И еще, понял Мусорщик, вглядываясь в то поднимающуюся, то опускающуюся спину Вухоплюева, определить, кто настоящий человек, очень и очень просто. Всего-то и нужно — посмотреть на шею. Если она слишком тонкая или, наоборот, чересчур толстая (в общем, не подходящая к телу), то будьте уверены — перед вами иноземец…
— Я не знаю, откудова явилось столь ясное понимание дела, — заливался Мусор, сверкая возбужденно глазами, — но зато мне совершенно понятно, почему господин Алексеев ведет себя так странно. Теперь вам все ясно, товарищи?
— Ясно, что ты чокнулся, — изрек я убежденно. — Я иду домой.
— А м-мы здесь при чем? — Сева потянулся, хрустнув суставами. — Уж не хочешь ли ты сказать, что мы с В-витьком… того?
— При твоем телосложении трудно сказать, — пробормотал Мусорщик, — но я не об этом. Глядите, — он порылся в карманах пальто и вынул фотокарточку, — вот мое доказательство!
— Если там будет овчарка с лампочкой на голове, то я уйду, — сказал я, — это начинает раздражать.
Мусорщик открыл было рот, напоминающий более всего бездонный колодец, чтобы, наверное, сказать какую-нибудь длинную и нудную речь о моем скверном характере и нежелании сотрудничать (а еще друг называется), как вдруг над нашими головами что-то сильно громыхнуло. Я поднял голову. Оказалось, пока мы слушали Карла, на небо успели набежать тучи, оставив лишь вдалеке уголок синевы. Тут не заставил себя ждать и дождь. Первые тугие капли ударились о землю, распугивая прохожих, не имеющих зонтов.
Подумав, Карл решил не заострять внимание на обсуждении моих вредных качеств и, буркнув: «Пошли ко мне», направился к дороге.

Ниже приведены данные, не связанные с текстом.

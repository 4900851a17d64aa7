//! Relative gamepad: head shakes become directional taps.

use super::GamepadSector;
use crate::{constants::GAMEPAD_HIGHLIGHT_TIMEOUT_MS, shake_detector::ShakeDetector};

/// Maps shakes on each axis to a sector. Vertical shakes win over horizontal
/// ones detected on the same sample.
#[derive(Debug, Clone)]
pub struct RelativeGamepadProjector {
    shake_x: ShakeDetector,
    shake_y: ShakeDetector,
    last_sector: GamepadSector,
    last_change_ms: Option<i64>,
}

impl RelativeGamepadProjector {
    /// Create a projector with the given shake threshold
    #[must_use]
    pub fn new(threshold: f32) -> Self {
        Self {
            shake_x: ShakeDetector::new(threshold),
            shake_y: ShakeDetector::new(threshold),
            last_sector: GamepadSector::None,
            last_change_ms: None,
        }
    }

    /// Change the shake threshold on both axes
    pub fn set_threshold(&mut self, threshold: f32) {
        self.shake_x.set_threshold(threshold);
        self.shake_y.set_threshold(threshold);
    }

    /// Shake threshold
    #[must_use]
    pub const fn threshold(&self) -> f32 {
        self.shake_x.threshold()
    }

    /// Forget shake state and highlight
    pub fn reset(&mut self) {
        self.shake_x.reset();
        self.shake_y.reset();
        self.last_sector = GamepadSector::None;
        self.last_change_ms = None;
    }

    /// Feed one motion sample and return the sector for this sample.
    ///
    /// The horizontal detector only sees samples on which no vertical shake
    /// fired.
    pub fn update_motion(&mut self, dx: f32, dy: f32, now_ms: i64) -> GamepadSector {
        let sector = match self.shake_y.update(dy) {
            y if y > 0 => GamepadSector::Down,
            y if y < 0 => GamepadSector::Up,
            _ => match self.shake_x.update(dx) {
                x if x > 0 => GamepadSector::Right,
                x if x < 0 => GamepadSector::Left,
                _ => GamepadSector::None,
            },
        };

        if sector != GamepadSector::None {
            self.last_sector = sector;
            self.last_change_ms = Some(now_ms);
        }
        sector
    }

    /// Sector to highlight on screen. A detected direction stays visible
    /// for a short while after the sample that produced it.
    #[must_use]
    pub fn highlighted_sector(&self, now_ms: i64) -> GamepadSector {
        match self.last_change_ms {
            Some(changed) if now_ms - changed <= GAMEPAD_HIGHLIGHT_TIMEOUT_MS => self.last_sector,
            _ => GamepadSector::None,
        }
    }
}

Мы последовали за ним и вскоре оказались в платном туалете, который моему другу, собственно, и принадлежал. Как раз вовремя, потому что на улице хлынул такой чудовищный ливень, словно туча всосала в себя весь Тихий океан и теперь решила вернуть его обратно.
Внутри было тепло и, как это ни странно, когда речь идет о платном туалете, уютно. Помимо комнаты, где из широких кабинок сияли своим великолепием и чистотой унитазы, здесь находилась еще и своеобразная пристройка, предназначенная для самого Мусорщика. Карл называл ее «рабочим кабинетом» и говорил, что это единственное место, где он может отдохнуть от земных проблем и расслабиться. Насколько я знал, в кабинете у него стоял стол, несколько табуреток, компьютер (старенький, но с кряхтением работающий, на нем Мусор тренировал свое творческое эго) и куча книг. Стоит ли говорить, что, кроме фантастики, Мусор ничего не держал.
— Располагайтесь поудобнее. — Мусор обвел комнатку рукой. Я уселся прямо на подоконник, прислонив насквозь промокшие ноги к батарее. Батарея грела не то чтобы слабо, но все же могла бы и лучше. Сева сел на одну из табуреток, заботливо переложив с нее стопку книг, и снова уставился на Карла преданным взглядом верного пса. Карл этот взгляд оценил и некоторое время молчал. Видимо, хотел усилить эффект. Мне к тому времени стало уже почти все равно-как только тепло коснулось мокрых носков, захотелось лечь и поспать пару часиков.